ABOUT THIS EXERCISE: Using the records below, transcribe word for word the stretch from the line that contains "use tokio_util::sync::CancellationToken;" through the line that contains "fn obj(value: Value)", both end lines included, and nothing else.

ENTRIES PROVIDED:

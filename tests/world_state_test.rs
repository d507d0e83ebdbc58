mod helpers;

use std::sync::Arc;

use serde_json::{json, Value};
use tempfile::TempDir;
use tokio_util::sync::CancellationToken;
use worldline::agent::apply_world_state;
use worldline::db::Persistence;
use worldline::error::GenerationError;
use worldline::generation::prompt::world_state_payload;
use worldline::generation::{Aggregate, GenerationRequest, Mode};
use worldline::world_state::schema::{FacetSchemaDef, FacetSpec};
use worldline::world_state::{FacetSchema, WorldState, WorldStateModel};

fn obj(value: Value) -> WorldState {
    value.as_object().unwrap().clone()
}

#[test]
fn merge_sequence_overwrites_per_key() {
    let tmp = TempDir::new().unwrap();
    let store: Arc<dyn Persistence> = Arc::new(helpers::mirrored_store(tmp.path()));
    let mut model = WorldStateModel::new(FacetSchema::v8(), store.clone());

    model.merge(obj(json!({"A": 1}))).unwrap();
    model.merge(obj(json!({"A": 2, "B": 3}))).unwrap();

    assert_eq!(Value::Object(model.snapshot()), json!({"A": 2, "B": 3}));
    assert_eq!(
        Value::Object(store.load_last_world_state().unwrap().unwrap()),
        json!({"A": 2, "B": 3})
    );
}

#[test]
fn state_survives_restart_on_every_backend() {
    for backend in ["sqlite", "jsonl", "mirrored"] {
        let tmp = TempDir::new().unwrap();
        let mut config = helpers::test_config(tmp.path(), &tmp.path().join("unused.sh"));
        config.storage.backend = backend.into();

        {
            let mut model = WorldStateModel::load(FacetSchema::v8(), helpers::store_for(&config));
            model
                .merge(obj(json!({"KnowledgeGap": "how tides work"})))
                .unwrap();
        }

        let model = WorldStateModel::load(FacetSchema::v8(), helpers::store_for(&config));
        assert_eq!(
            model.get("KnowledgeGap"),
            Some(&json!("how tides work")),
            "backend {backend}"
        );
    }
}

#[test]
fn configured_schema_shadows_builtin() {
    let extra = vec![FacetSchemaDef {
        version: "compact".into(),
        facets: vec![
            FacetSpec {
                name: "Scene".into(),
                instruction: "where we are".into(),
                list: false,
            },
            FacetSpec {
                name: "NextSteps".into(),
                instruction: "small moves".into(),
                list: true,
            },
        ],
    }];
    let schema = FacetSchema::resolve("compact", &extra).unwrap();
    let payload = world_state_payload(&schema, &WorldState::new(), &[]);
    let system = &payload.messages[0].content;

    assert!(system.contains(r#"{"Scene":{"newValue":"<where we are>"}}"#));
    assert!(system.contains(r#"{"NextSteps":["<small moves>","<small moves>"]}"#));
    assert!(!system.contains("GeneralContextState"));
}

#[cfg(unix)]
#[tokio::test]
async fn streamed_facets_with_bad_line_are_merged() {
    let tmp = TempDir::new().unwrap();
    let worker = helpers::write_worker(
        tmp.path(),
        "worker.sh",
        r#"printf '%s\n' '{"CurrentState":{"newValue":"x"}}' '{bad json'"#,
    );
    let store: Arc<dyn Persistence> = Arc::new(helpers::mirrored_store(tmp.path()));
    let mut model = WorldStateModel::new(FacetSchema::v8(), store.clone());

    let request = GenerationRequest {
        payload: world_state_payload(model.schema(), &model.snapshot(), &[]),
        mode: Mode::Structured,
    };
    let result = helpers::worker_session(&worker)
        .run(&request, || false, &CancellationToken::new())
        .await;

    assert_eq!(
        result.aggregate,
        Aggregate::Facets(obj(json!({"CurrentState": {"newValue": "x"}})))
    );
    assert_eq!(result.errors.len(), 1);
    match &result.errors[0] {
        GenerationError::Parse { line, .. } => assert_eq!(line, "{bad json"),
        other => panic!("expected a parse error, got {other:?}"),
    }

    let outcome = apply_world_state(&mut model, result);
    assert_eq!(outcome.merged_facets, 1);
    assert_eq!(outcome.errors.len(), 1);
    assert_eq!(model.get("CurrentState"), Some(&json!({"newValue": "x"})));
    assert!(store.load_last_world_state().unwrap().unwrap().contains_key("CurrentState"));
}
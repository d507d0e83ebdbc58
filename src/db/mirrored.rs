use std::collections::HashMap;

use anyhow::{anyhow, Result};

use super::{JsonlStore, Persistence, SqliteStore};
use crate::memory::types::ConversationTurn;
use crate::world_state::WorldState;

/// Database first, flat files as fallback.
///
/// Writes go to both backends and fail only if both fail, so either side may be missing
/// writes the other has. Reads reconcile: turns are the union of both logs in creation
/// order, and the world state comes from whichever side saved last.
pub struct MirroredStore {
    db: SqliteStore,
    files: JsonlStore,
}

impl MirroredStore {
    pub fn new(db: SqliteStore, files: JsonlStore) -> Self {
        Self { db, files }
    }

    fn write_both(
        &self,
        what: &str,
        db_write: impl FnOnce(&SqliteStore) -> Result<()>,
        file_write: impl FnOnce(&JsonlStore) -> Result<()>,
    ) -> Result<()> {
        let db_res = db_write(&self.db);
        let file_res = file_write(&self.files);
        match (db_res, file_res) {
            (Ok(()), Ok(())) => Ok(()),
            (Err(e), Ok(())) => {
                tracing::warn!(error = %format!("{e:#}"), "database write of {what} failed, kept in files");
                Ok(())
            }
            (Ok(()), Err(e)) => {
                tracing::warn!(error = %format!("{e:#}"), "file write of {what} failed, kept in database");
                Ok(())
            }
            (Err(db_err), Err(file_err)) => Err(anyhow!(
                "failed to store {what}: database: {db_err:#}; files: {file_err:#}"
            )),
        }
    }
}

/// Union of both turn logs by id, ordered by creation time. Database order wins for equal
/// timestamps; an embedding ref known to either side is kept.
fn reconcile_turns(
    db_turns: Vec<ConversationTurn>,
    file_turns: Vec<ConversationTurn>,
) -> Vec<ConversationTurn> {
    let mut from_files: HashMap<String, ConversationTurn> =
        file_turns.iter().map(|t| (t.id.clone(), t.clone())).collect();

    let mut turns = Vec::with_capacity(db_turns.len().max(file_turns.len()));
    for turn in db_turns {
        match from_files.remove(&turn.id) {
            Some(file_turn) if turn.embedding_ref().is_none() && file_turn.embedding_ref().is_some() => {
                turns.push(file_turn)
            }
            _ => turns.push(turn),
        }
    }

    let missing: Vec<ConversationTurn> = file_turns
        .into_iter()
        .filter(|t| from_files.contains_key(&t.id))
        .collect();
    if !missing.is_empty() {
        tracing::info!(count = missing.len(), "restoring turns that only reached the files");
        turns.extend(missing);
        turns.sort_by_key(|t| chrono::DateTime::parse_from_rfc3339(&t.created_at).ok());
    }
    turns
}

impl Persistence for MirroredStore {
    fn append_turn(&self, turn: &ConversationTurn) -> Result<()> {
        self.write_both("turn", |db| db.append_turn(turn), |f| f.append_turn(turn))
    }

    fn set_embedding_ref(&self, turn_id: &str, index: usize) -> Result<()> {
        self.write_both(
            "embedding reference",
            |db| db.set_embedding_ref(turn_id, index),
            |f| f.set_embedding_ref(turn_id, index),
        )
    }

    fn load_turns(&self) -> Result<Vec<ConversationTurn>> {
        let db_turns = match self.db.load_turns() {
            Ok(turns) => turns,
            Err(e) => {
                tracing::warn!(error = %format!("{e:#}"), "loading turns from database failed, loading from file");
                return self.files.load_turns();
            }
        };
        match self.files.load_turns() {
            Ok(file_turns) => Ok(reconcile_turns(db_turns, file_turns)),
            Err(e) => {
                tracing::warn!(error = %format!("{e:#}"), "loading turns from file failed, using database only");
                Ok(db_turns)
            }
        }
    }

    fn save_world_state_snapshot(&self, state: &WorldState, schema_version: &str) -> Result<()> {
        self.write_both(
            "world state",
            |db| db.save_world_state_snapshot(state, schema_version),
            |f| f.save_world_state_snapshot(state, schema_version),
        )
    }

    fn load_last_world_state(&self) -> Result<Option<WorldState>> {
        let db = match self.db.last_snapshot() {
            Ok(snapshot) => snapshot,
            Err(e) => {
                tracing::warn!(error = %format!("{e:#}"), "loading world state from database failed, loading from file");
                return self.files.load_last_world_state();
            }
        };
        let files = self.files.last_snapshot().unwrap_or_else(|e| {
            tracing::warn!(error = %format!("{e:#}"), "world state history file unreadable");
            None
        });

        match (db, files) {
            (Some(db), Some(files)) if files.created_at > db.created_at => Ok(Some(files.state)),
            (Some(db), _) => Ok(Some(db.state)),
            (None, _) => self.files.load_last_world_state(),
        }
    }
}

TASK RESPONSE:
use tokio_util::sync::CancellationToken;
use worldline::agent::apply_world_state;
use worldline::db::Persistence;
use worldline::error::GenerationError;
use worldline::generation::prompt::world_state_payload;
use worldline::generation::{Aggregate, GenerationRequest, Mode};
use worldline::world_state::schema::{FacetSchemaDef, FacetSpec};
use worldline::world_state::{FacetSchema, WorldState, WorldStateModel};

fn obj(value: Value) -> WorldState {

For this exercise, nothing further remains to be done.